**WORK INSTRUCTION**
Pull every line containing "XposedOrNotClient" from the entries.

**DATASET EXCERPTS**
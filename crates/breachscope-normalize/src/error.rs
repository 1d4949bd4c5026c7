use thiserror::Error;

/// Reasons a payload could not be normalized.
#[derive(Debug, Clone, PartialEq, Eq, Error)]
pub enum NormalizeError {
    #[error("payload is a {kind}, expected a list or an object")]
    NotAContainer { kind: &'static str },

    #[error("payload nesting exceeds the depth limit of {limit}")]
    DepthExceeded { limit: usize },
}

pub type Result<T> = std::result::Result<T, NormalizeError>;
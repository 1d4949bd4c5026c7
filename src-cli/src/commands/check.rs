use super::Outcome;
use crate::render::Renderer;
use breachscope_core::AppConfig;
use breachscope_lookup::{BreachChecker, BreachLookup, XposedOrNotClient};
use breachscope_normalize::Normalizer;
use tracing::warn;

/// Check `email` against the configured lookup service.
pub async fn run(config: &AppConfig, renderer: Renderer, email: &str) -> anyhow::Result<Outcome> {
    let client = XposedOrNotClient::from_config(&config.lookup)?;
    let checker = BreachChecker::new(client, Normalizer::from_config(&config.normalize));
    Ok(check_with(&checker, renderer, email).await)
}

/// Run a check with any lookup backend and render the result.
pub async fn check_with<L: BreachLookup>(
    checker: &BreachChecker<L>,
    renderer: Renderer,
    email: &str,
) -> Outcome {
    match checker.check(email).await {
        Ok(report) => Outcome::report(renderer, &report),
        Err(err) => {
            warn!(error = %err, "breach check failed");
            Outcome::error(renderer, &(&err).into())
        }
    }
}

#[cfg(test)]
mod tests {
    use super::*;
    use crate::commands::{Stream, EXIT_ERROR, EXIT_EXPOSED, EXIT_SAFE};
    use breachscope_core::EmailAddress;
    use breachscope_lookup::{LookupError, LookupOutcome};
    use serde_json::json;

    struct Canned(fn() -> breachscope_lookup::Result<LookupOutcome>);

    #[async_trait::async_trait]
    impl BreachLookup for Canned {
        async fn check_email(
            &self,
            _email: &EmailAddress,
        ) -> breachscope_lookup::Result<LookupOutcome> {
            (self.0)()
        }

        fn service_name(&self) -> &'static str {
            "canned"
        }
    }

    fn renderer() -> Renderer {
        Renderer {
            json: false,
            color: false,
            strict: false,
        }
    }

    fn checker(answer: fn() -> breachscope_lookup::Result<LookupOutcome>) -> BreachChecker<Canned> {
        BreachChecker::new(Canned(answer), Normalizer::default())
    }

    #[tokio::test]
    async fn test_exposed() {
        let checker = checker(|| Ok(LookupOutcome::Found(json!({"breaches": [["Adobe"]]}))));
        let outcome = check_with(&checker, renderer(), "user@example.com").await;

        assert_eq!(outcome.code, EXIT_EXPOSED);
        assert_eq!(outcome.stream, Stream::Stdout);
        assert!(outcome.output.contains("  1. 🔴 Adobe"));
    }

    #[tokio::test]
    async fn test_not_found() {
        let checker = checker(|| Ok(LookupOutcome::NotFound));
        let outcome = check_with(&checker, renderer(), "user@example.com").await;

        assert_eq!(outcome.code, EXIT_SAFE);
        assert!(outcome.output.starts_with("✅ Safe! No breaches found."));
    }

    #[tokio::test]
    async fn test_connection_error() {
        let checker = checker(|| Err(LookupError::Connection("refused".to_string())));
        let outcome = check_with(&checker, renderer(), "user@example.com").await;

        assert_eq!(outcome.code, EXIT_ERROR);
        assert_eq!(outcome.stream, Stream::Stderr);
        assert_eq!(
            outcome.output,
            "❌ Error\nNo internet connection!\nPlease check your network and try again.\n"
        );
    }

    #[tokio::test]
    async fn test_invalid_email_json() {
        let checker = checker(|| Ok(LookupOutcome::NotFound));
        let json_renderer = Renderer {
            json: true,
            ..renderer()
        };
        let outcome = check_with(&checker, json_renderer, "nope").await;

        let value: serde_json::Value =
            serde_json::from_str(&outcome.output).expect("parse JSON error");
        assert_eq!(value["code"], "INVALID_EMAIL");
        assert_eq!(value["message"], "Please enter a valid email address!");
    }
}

**RESULT OF THIS EXERCISE**
use breachscope_lookup::{BreachChecker, BreachLookup, XposedOrNotClient};
    let client = XposedOrNotClient::from_config(&config.lookup)?;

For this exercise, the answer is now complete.